Bu sabah Matrix’e uyandım. Bir güç vardı, biliyordum; artık inanıyorum da. Bütünlüklü rüyalar gördüğümde kendimden korkmaya başlıyorum. Birkaç gün (veya hafta) önce gördüğüm rüyaya alakasız bir günde, kaldığım yerden devam edince zihnimin dehlizlerinden şüpheleniyorum. Dini inanışlar der ki, uyurken ruhunuz incecik bir bağı geride bırakarak bedeninizden ayrılır, arşta dolaşmaya başlar. Bu sırada birçok şey görür ama yaşadığımız dünyadaki karşılıkları birebir değildir. Bundan dolayı da rüya tabiri denen açıklamalara ihtiyaç vardır. Psikanaliz der ki, gün boyunca bastırdığınız sıkıntılarınız, hayatınızın önceki dönemlerinden kalan, kaçtığınız olaylar gece olur su yüzüne çıkar. Bilincinize hâkim olabilirsiniz ama bilinçdışınıza asla! İşte bilincinizle kaçtığınız her şey, rüyalarınızda altın bir tepsi içerisinde size sunulur bilime göre. Bir başka görüşe göre de, tüm hayatımız aslında başlı başına bir rüya ama biz bunun henüz farkında değiliz. Ölünce, aslında gerçek uyanışı yaşayacağız ve “Aaa aslında hepsi bir rüyaymış!” diyeceğiz. Geceleri, bilimkurgu filmi olabilecek tarzda senaryolar gördüğümde aklımdan şüpheye düşüyorum ben de.

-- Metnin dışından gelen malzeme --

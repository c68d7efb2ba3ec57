use std::path::{Path, PathBuf};
use std::str::FromStr;
use std::time::Duration;

use anyhow::{Context, Result, ensure};
use palette::{LinSrgba, Srgb, Srgba};
use serde::Deserialize;

use crate::carousel::tween::Easing;
use crate::error::CarouselError;
use crate::events::PointerKind;

/// Element box as fractions of the window.
#[derive(Debug, Clone, Copy, PartialEq, Deserialize)]
#[serde(rename_all = "kebab-case", default, deny_unknown_fields)]
pub struct SurfaceBox {
    pub left: f32,
    pub top: f32,
    pub width: f32,
    pub height: f32,
}

impl Default for SurfaceBox {
    fn default() -> Self {
        Self {
            left: 0.2,
            top: 0.15,
            width: 0.6,
            height: 0.7,
        }
    }
}

impl SurfaceBox {
    fn validate(&self) -> Result<()> {
        for (name, value) in [
            ("left", self.left),
            ("top", self.top),
            ("width", self.width),
            ("height", self.height),
        ] {
            ensure!(
                value.is_finite() && (0.0..=1.0).contains(&value),
                "surface.{name} must be within [0, 1]"
            );
        }
        ensure!(
            self.width > 0.0 && self.height > 0.0,
            "surface width and height must be positive"
        );
        ensure!(
            self.left + self.width <= 1.0 + f32::EPSILON
                && self.top + self.height <= 1.0 + f32::EPSILON,
            "surface box must fit inside the window"
        );
        Ok(())
    }
}

/// Crossfade ramp used for every advance.
#[derive(Debug, Clone, Copy, PartialEq, Deserialize)]
#[serde(rename_all = "kebab-case", default, deny_unknown_fields)]
pub struct TransitionSettings {
    #[serde(with = "humantime_serde")]
    pub duration: Duration,
    pub easing: Easing,
}

impl Default for TransitionSettings {
    fn default() -> Self {
        Self {
            duration: Duration::from_millis(1500),
            easing: Easing::ExpoInOut,
        }
    }
}

/// First-paint reveal timeline.
#[derive(Debug, Clone, Copy, PartialEq, Deserialize)]
#[serde(rename_all = "kebab-case", default, deny_unknown_fields)]
pub struct RevealSettings {
    pub enabled: bool,
    #[serde(with = "humantime_serde")]
    pub label_duration: Duration,
    #[serde(with = "humantime_serde")]
    pub label_stagger: Duration,
    pub label_easing: Easing,
    #[serde(with = "humantime_serde")]
    pub progress_delay: Duration,
    #[serde(with = "humantime_serde")]
    pub progress_duration: Duration,
    pub progress_easing: Easing,
}

impl Default for RevealSettings {
    fn default() -> Self {
        Self {
            enabled: true,
            label_duration: Duration::from_secs(3),
            label_stagger: Duration::from_millis(20),
            label_easing: Easing::ELASTIC_OUT,
            progress_delay: Duration::from_millis(200),
            progress_duration: Duration::from_secs(2),
            progress_easing: Easing::ExpoInOut,
        }
    }
}

#[derive(Debug, Clone, Copy, PartialEq, Deserialize)]
#[serde(rename_all = "kebab-case", default, deny_unknown_fields)]
pub struct WheelSettings {
    pub stability: usize,
    pub sensitivity: f32,
    pub tolerance: f32,
    #[serde(with = "humantime_serde")]
    pub delay: Duration,
}

impl Default for WheelSettings {
    fn default() -> Self {
        Self {
            stability: 8,
            sensitivity: 100.0,
            tolerance: 1.1,
            delay: Duration::from_millis(150),
        }
    }
}

#[derive(Debug, Clone, Copy, PartialEq, Deserialize)]
#[serde(rename_all = "kebab-case", default, deny_unknown_fields)]
pub struct DragSettings {
    pub threshold_px: f32,
}

impl Default for DragSettings {
    fn default() -> Self {
        Self { threshold_px: 3.0 }
    }
}

#[derive(Debug, Clone, Copy, PartialEq, Default, Deserialize)]
#[serde(rename_all = "kebab-case", default, deny_unknown_fields)]
pub struct InputSettings {
    /// `fine` enables the wheel, `coarse` enables horizontal drags.
    pub pointer: PointerKind,
    pub wheel: WheelSettings,
    pub drag: DragSettings,
}

/// Static dissolve mask sampled by the shader.
#[derive(Debug, Clone, Copy, PartialEq, Deserialize)]
#[serde(rename_all = "kebab-case", default, deny_unknown_fields)]
pub struct NoiseSettings {
    pub width: u32,
    pub height: u32,
    pub seed: Option<u64>,
}

impl Default for NoiseSettings {
    fn default() -> Self {
        Self {
            width: 16,
            height: 24,
            seed: None,
        }
    }
}

#[derive(Debug, Clone, PartialEq, Deserialize)]
#[serde(rename_all = "kebab-case", default, deny_unknown_fields)]
pub struct WindowSettings {
    pub title: String,
    pub fullscreen: bool,
}

impl Default for WindowSettings {
    fn default() -> Self {
        Self {
            title: "Photo Carousel".to_owned(),
            fullscreen: false,
        }
    }
}

#[derive(Debug, Clone, Deserialize)]
#[serde(rename_all = "kebab-case", default, deny_unknown_fields)]
pub struct Configuration {
    /// Images in carousel order; relative paths resolve against the config file.
    pub images: Vec<PathBuf>,
    /// Optional caption per image.
    pub labels: Vec<String>,
    /// Optional clear colour per image (`#rrggbb` or `#rrggbbaa`).
    pub backgrounds: Vec<String>,
    /// Clear colour before the first image and for images without one.
    pub default_background: String,
    pub label_color: String,
    /// Font family for captions; falls back to the system sans-serif.
    pub font: Option<String>,
    /// Camera distance from the surface plane, in pixels.
    pub camera_distance: f32,
    pub surface: SurfaceBox,
    pub transition: TransitionSettings,
    pub reveal: RevealSettings,
    pub input: InputSettings,
    pub noise: NoiseSettings,
    pub window: WindowSettings,
    /// Maximum number of concurrent image decodes in the loader.
    pub loader_max_concurrent_decodes: usize,
    /// Keyboard scrubbing of `progress` and manual advances.
    pub debug_panel: bool,
}

impl Default for Configuration {
    fn default() -> Self {
        Self {
            images: Vec::new(),
            labels: Vec::new(),
            backgrounds: Vec::new(),
            default_background: "#ffffff".to_owned(),
            label_color: "#111111".to_owned(),
            font: None,
            camera_distance: 800.0,
            surface: SurfaceBox::default(),
            transition: TransitionSettings::default(),
            reveal: RevealSettings::default(),
            input: InputSettings::default(),
            noise: NoiseSettings::default(),
            window: WindowSettings::default(),
            loader_max_concurrent_decodes: 4,
            debug_panel: false,
        }
    }
}

impl Configuration {
    pub fn from_yaml_str(s: &str) -> Result<Self> {
        Ok(serde_yaml::from_str(s)?)
    }

    /// Parses the file and resolves image paths relative to its directory.
    pub fn from_yaml_file(path: impl AsRef<Path>) -> Result<Self> {
        let path = path.as_ref();
        let s = std::fs::read_to_string(path)?;
        let mut cfg = Self::from_yaml_str(&s)?;
        if let Some(base) = path.parent() {
            for image in &mut cfg.images {
                if image.is_relative() {
                    *image = base.join(&*image);
                }
            }
        }
        Ok(cfg)
    }

    /// Validate runtime invariants that cannot be expressed via serde defaults alone.
    pub fn validated(self) -> Result<Self> {
        let images = self.images.len();
        if images < 2 {
            return Err(CarouselError::TooFewImages { count: images }.into());
        }
        if !self.labels.is_empty() && self.labels.len() != images {
            return Err(CarouselError::LabelCountMismatch {
                labels: self.labels.len(),
                images,
            }
            .into());
        }
        if !self.backgrounds.is_empty() && self.backgrounds.len() != images {
            return Err(CarouselError::BackgroundCountMismatch {
                backgrounds: self.backgrounds.len(),
                images,
            }
            .into());
        }
        for value in self
            .backgrounds
            .iter()
            .chain([&self.default_background, &self.label_color])
        {
            parse_color(value).context("invalid colour configuration")?;
        }
        ensure!(
            self.camera_distance.is_finite() && self.camera_distance > 0.0,
            "camera-distance must be positive"
        );
        ensure!(
            self.loader_max_concurrent_decodes > 0,
            "loader-max-concurrent-decodes must be greater than zero"
        );
        ensure!(
            !self.transition.duration.is_zero(),
            "transition.duration must be greater than zero"
        );
        ensure!(
            !self.reveal.enabled
                || (!self.reveal.label_duration.is_zero()
                    && !self.reveal.progress_duration.is_zero()),
            "reveal durations must be greater than zero"
        );
        ensure!(
            self.input.wheel.stability > 0,
            "input.wheel.stability must be greater than zero"
        );
        ensure!(
            self.input.drag.threshold_px.is_finite() && self.input.drag.threshold_px >= 0.0,
            "input.drag.threshold-px must not be negative"
        );
        ensure!(
            self.noise.width > 0 && self.noise.height > 0,
            "noise dimensions must be greater than zero"
        );
        self.surface
            .validate()
            .context("invalid surface configuration")?;
        Ok(self)
    }

    pub fn background_colors(&self) -> Result<Vec<LinSrgba>, CarouselError> {
        self.backgrounds.iter().map(|c| parse_color(c)).collect()
    }
}

/// Parses `#rrggbb` / `#rrggbbaa` into linear RGBA.
pub fn parse_color(value: &str) -> Result<LinSrgba, CarouselError> {
    let invalid = || CarouselError::InvalidColor {
        value: value.to_owned(),
    };
    let trimmed = value.trim();
    if trimmed.is_empty() {
        return Err(invalid());
    }
    if let Ok(rgba) = Srgba::<u8>::from_str(trimmed) {
        let rgba: Srgba<f32> = rgba.into_format();
        return Ok(rgba.into_linear());
    }
    let rgb = Srgb::<u8>::from_str(trimmed).map_err(|_| invalid())?;
    let rgba: Srgba<f32> = Srgba::new(rgb.red, rgb.green, rgb.blue, 255).into_format();
    Ok(rgba.into_linear())
}

#[cfg(test)]
mod tests {
    use super::*;

    #[test]
    fn parses_hex_colours() {
        let white = parse_color("#ffffff").unwrap();
        assert!((white.red - 1.0).abs() < 1e-6 && (white.alpha - 1.0).abs() < 1e-6);
        let half = parse_color("#00000080").unwrap();
        assert!((half.alpha - 128.0 / 255.0).abs() < 1e-3);
        assert!(matches!(
            parse_color("teal"),
            Err(CarouselError::InvalidColor { .. })
        ));
    }

    #[test]
    fn surface_must_fit() {
        let mut surface = SurfaceBox::default();
        assert!(surface.validate().is_ok());
        surface.left = 0.6;
        assert!(surface.validate().is_err());
    }
}
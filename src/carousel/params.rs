use palette::LinSrgba;

/// Which texture a shader slot samples.
#[derive(Debug, Clone, Copy, PartialEq, Eq, Default)]
pub enum TextureSlot {
    /// Nothing bound yet; the GPU side samples a transparent texel.
    #[default]
    Blank,
    Image(usize),
}

impl TextureSlot {
    pub fn index(self) -> Option<usize> {
        match self {
            Self::Blank => None,
            Self::Image(index) => Some(index),
        }
    }
}

/// Element box and cover-fit factors for both bound textures.
#[derive(Debug, Clone, Copy, PartialEq)]
pub struct SurfaceGeometry {
    pub width: f32,
    pub height: f32,
    /// Box centre in camera space.
    pub center: [f32; 2],
    pub cover_a: [f32; 2],
    pub cover_b: [f32; 2],
}

impl Default for SurfaceGeometry {
    fn default() -> Self {
        Self {
            width: 0.0,
            height: 0.0,
            center: [0.0, 0.0],
            cover_a: [1.0, 1.0],
            cover_b: [1.0, 1.0],
        }
    }
}

/// Uniform bag handed to the GPU program every frame.
///
/// Only the transition controller and the render loop write `progress`,
/// `elapsed`, `direction` and the texture slots; viewport updates only touch
/// `geometry` and `view_proj`.
#[derive(Debug, Clone, PartialEq)]
pub struct ShaderParams {
    pub elapsed: f32,
    pub progress: f32,
    pub direction: f32,
    pub texture_a: TextureSlot,
    pub texture_b: TextureSlot,
    pub reveal_active: bool,
    pub geometry: SurfaceGeometry,
    pub view_proj: [[f32; 4]; 4],
    pub background: LinSrgba,
}

impl Default for ShaderParams {
    fn default() -> Self {
        Self {
            elapsed: 0.0,
            progress: 0.0,
            direction: 1.0,
            texture_a: TextureSlot::Blank,
            texture_b: TextureSlot::Blank,
            reveal_active: false,
            geometry: SurfaceGeometry::default(),
            view_proj: IDENTITY,
            background: LinSrgba::new(1.0, 1.0, 1.0, 1.0),
        }
    }
}

const IDENTITY: [[f32; 4]; 4] = [
    [1.0, 0.0, 0.0, 0.0],
    [0.0, 1.0, 0.0, 0.0],
    [0.0, 0.0, 1.0, 0.0],
    [0.0, 0.0, 0.0, 1.0],
];

impl ShaderParams {
    /// Advances `progress` without ever moving it backwards inside a ramp.
    pub fn raise_progress(&mut self, value: f32) {
        let value = value.clamp(0.0, 1.0);
        if value > self.progress {
            self.progress = value;
        }
    }

    /// Unconditional write, used at transition boundaries and by the debug panel.
    pub fn reset_progress(&mut self, value: f32) {
        self.progress = value.clamp(0.0, 1.0);
    }

    pub fn bind(&mut self, a: TextureSlot, b: TextureSlot) {
        self.texture_a = a;
        self.texture_b = b;
    }
}

/// GPU mirror of [`ShaderParams`]; layout must match `CarouselUniforms` in
/// `carousel.wgsl`.
#[repr(C)]
#[derive(Clone, Copy, Debug, bytemuck::Pod, bytemuck::Zeroable)]
pub struct CarouselUniforms {
    pub view_proj: [[f32; 4]; 4],
    /// center.xy, size.xy
    pub surface: [f32; 4],
    /// cover_a.xy, cover_b.xy
    pub cover: [f32; 4],
    /// time, progress, direction, reveal
    pub params: [f32; 4],
}

impl From<&ShaderParams> for CarouselUniforms {
    fn from(p: &ShaderParams) -> Self {
        let g = &p.geometry;
        Self {
            view_proj: p.view_proj,
            surface: [g.center[0], g.center[1], g.width, g.height],
            cover: [g.cover_a[0], g.cover_a[1], g.cover_b[0], g.cover_b[1]],
            params: [
                p.elapsed,
                p.progress,
                p.direction,
                if p.reveal_active { 1.0 } else { 0.0 },
            ],
        }
    }
}

#[cfg(test)]
mod tests {
    use super::*;

    #[test]
    fn uniform_block_is_tightly_packed() {
        assert_eq!(std::mem::size_of::<CarouselUniforms>(), 112);
    }

    #[test]
    fn progress_only_rises_until_reset() {
        let mut params = ShaderParams::default();
        params.raise_progress(0.4);
        params.raise_progress(0.2);
        assert_eq!(params.progress, 0.4);
        params.raise_progress(1.7);
        assert_eq!(params.progress, 1.0);
        params.reset_progress(0.0);
        assert_eq!(params.progress, 0.0);
    }

    #[test]
    fn uniforms_mirror_params() {
        let mut params = ShaderParams::default();
        params.elapsed = 2.5;
        params.progress = 0.25;
        params.direction = -1.0;
        params.reveal_active = true;
        params.geometry.width = 300.0;
        params.geometry.height = 200.0;
        let u = CarouselUniforms::from(&params);
        assert_eq!(u.params, [2.5, 0.25, -1.0, 1.0]);
        assert_eq!(u.surface, [0.0, 0.0, 300.0, 200.0]);
    }
}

Dün gece, bir yemek dolabı kamuflajıyla saklanmış büyükçe bir kapının her iki yanında iki farklı dünya olduğunu gördüm. İçinde yaşadığımızı sandığımız hayat tarafında, bu kapıyı insan kılığındaki iki robot koruyordu. (Evet, bu aralar Terminatör seyrediyorum.) Aslında dolap görünümünde olan kapı ve bekçileri, bin yılda bir etkinliğini kaybediyor ve arkasına geçilebilen basit bir duvara dönüşüyordu. Matrix’te ufak bir yazılım hatası yani.Ayrıca yaşadığım dünyada insanları, birkaç tuş darbesiyle yine robotlar üretiyordu bir makineden. ‘Fiziksel özellikleri şöyle olsun, karakteri şöyle olsun’ ve bir OK tuşu yetiyordu kabinlerden yeni bir insan evladının çıkmasına. Her şey daha da basitleşmiş yani. Ama hiç kimse bunun farkında değildi. Herkes kendini en gerçek şey sanıyordu.Kapının etkinliği kalktığında, yani dolabı aşıp arkasına geçince, yaşadığın yalan dünyanın yerine asıl gerçeği görüyorsun. Beraber yaşadığın, tanıdığın insanların, geçtiğin yolların gerçek halleri gözlerinin önüne seriliyor. Ama bilimkurgunun tersine yerle bir olmuş korkunç bir dünya tasviri görmedim ben rüyamda. Bilakis içinde yaşadığım dünyadan çok daha güzel, henüz kirlenmemiş, yeşili yok olmamış yollardan geçtim koşarak. Aynı yoldaki o sık ormanı daha önce de görmüştüm. Sonra dejavu oldu. Önce tanıdığım birisini, olduğundan daha genç haliyle, aynı yolda can havliyle koşarken gördüm, aynı virajları alarak; aynı yolu bu sefer ben, aynı virajlarla koşarak geçtim. Sabahın keskin ışıkları ve hatta sıcağı odama bastırmasına rağmen, bu rüyadan bir türlü uyanamadım. Bir türlü ölüp, kendi gerçeğime dönemedim bu sabah. Kim bilir ruhum bir pamuk ipliği bağı koruyarak, arşın nerelerinde gezdi; kim bilir ben neleri bastırmışım ya da neleri kafaya bu kadar takmışım da bu sabah uyandığımda “Matrix’teyim ulan ben!” dedim.Şimdi siz söyleyin her sabah hangi gerçekliğe uyanıyoruz? Yoksa ben üstüm baya açık mı uyuyorum acaba?